追い討ちを掛けようとした燈也だったが、言いようのない危機感に襲われて慌てて飛び退いた。
すると、今の今まで燈也のいた場所に、横に流れる雷が通過する。
「クソが、自然の法則を守れっての!」
『それを捻じ曲げるのが王である』
響くヴォバンの声と共に、またもや横凪の雷が燈也を襲った。
横に流れる雷撃。その正体は、ヴォバンの権能の合わせ技だ。狼となったヴォバンは、その口から雷を吐くことが可能となる。だから横から横へと雷が流れるのだ。
そんな不意に襲ってくる雷速に反応できるはずもなく、燈也にその雷が直撃する。
「ぐ、ぁ...!!」
雷を受けてなお意識を保っているのはさすがカンピオーネと言えるが、決してダメージを負っていないわけではない。全身に火傷を負い、内臓も少し焼けてしまったようだ。放っておけばそのうち治るのかもしれないが、そんな暇をヴォバンが与えるはずもない。
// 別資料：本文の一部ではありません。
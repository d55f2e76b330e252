#[macro_use]
extern crate log;

use std::time::Instant;

use common::Activation;
use esn_core::{collect, forecast, ReservoirInit};
use nalgebra::DMatrix;
use ridge_reg::RidgeRegression;

const TRAIN_LEN: usize = 600;
const HORIZON: usize = 200;
const SEED: u64 = 0;

fn main() {
    pretty_env_logger::init();

    let total_len = TRAIN_LEN + HORIZON;
    let values: Vec<f64> = (0..total_len).map(|t| (t as f64 * 0.1).sin()).collect();
    info!("got {} datapoints", values.len());

    let init = ReservoirInit {
        state_dim: 100,
        input_dim: 1,
        a_mean: 0.0,
        a_scale: 1.0,
        c_mean: 0.0,
        c_scale: 1.0,
        bias_low: -0.3,
        bias_high: 0.3,
        spectral_radius: 0.8,
        input_scale: 1.0,
        leak_rate: 0.2,
        activation: Activation::Tanh,
    };
    let params = init.build(SEED).expect("reservoir construction failed");

    // one-step-ahead targets
    let inputs = DMatrix::from_fn(TRAIN_LEN - 1, 1, |i, _| values[i]);
    let targets = DMatrix::from_fn(TRAIN_LEN - 1, 1, |i, _| values[i + 1]);

    let t0 = Instant::now();
    let states = collect(&params, &inputs).expect("state collection failed");
    let fit = RidgeRegression {
        penalty: 1e-6,
    }
    .fit(&states, &targets)
    .expect("readout fit failed");
    info!("training done in: {}ms", t0.elapsed().as_millis());

    let mse = fit.residuals.iter().map(|r| r * r).sum::<f64>() / fit.residuals.len() as f64;
    info!("in-sample mse: {:.3e}", mse);

    // the last collected state read out the value at TRAIN_LEN - 1, so the
    // forecast output at step t predicts values[TRAIN_LEN - 1 + t]
    let seed_state = states.row(states.nrows() - 1).transpose();
    let traj =
        forecast(&params, &fit.weights, &seed_state, HORIZON).expect("autonomous forecast failed");

    let mut rmse = 0.0;
    for t in 0..HORIZON {
        let truth = values[TRAIN_LEN - 1 + t];
        let pred = traj.outputs[(t, 0)];
        rmse += (truth - pred).powi(2);
    }
    let rmse = (rmse / HORIZON as f64).sqrt();
    info!("autonomous forecast rmse over {} steps: {:.4}", HORIZON, rmse);
}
『愉しい戦いであったぞ、小僧。ああ、実にな。感謝しよう、よくぞ我が渇きを潤してくれた。死して我が従僕となり、己が牙を剥いた相手が私であったことを呪い続けよ』
ヴォバンの爪が、手負いで動けない燈也の胸を貫く。
噴き出し舞う鮮血が、闇夜に咲く一輪の華の如く咲き乱れた。
...あれ? リリアナちゃんの活躍は?
《生命なる混沌の海》
メソポタミア神話における原初の海の女神ティアマトより簒奪した第1の権能。
海水を意のままに操り、そして海水から魔獣を生み出す能力。魔獣は魔力の続く限り生み出せるが、単体ではカンピオーネやまつろわぬ神相手では足留めになるかどうかといった程度の戦闘力。群れを成せばもう少しやれる。
人間相手であれば十分すぎる脅威であり、エリカやリリアナなど、大騎士クラスをもってしても苦戦するレベル。人間以上神獣未満の全く新しい生物。
また、“仔ども”の創造も可能。
権能の発動条件は『自身の体の一部が海に接していること』。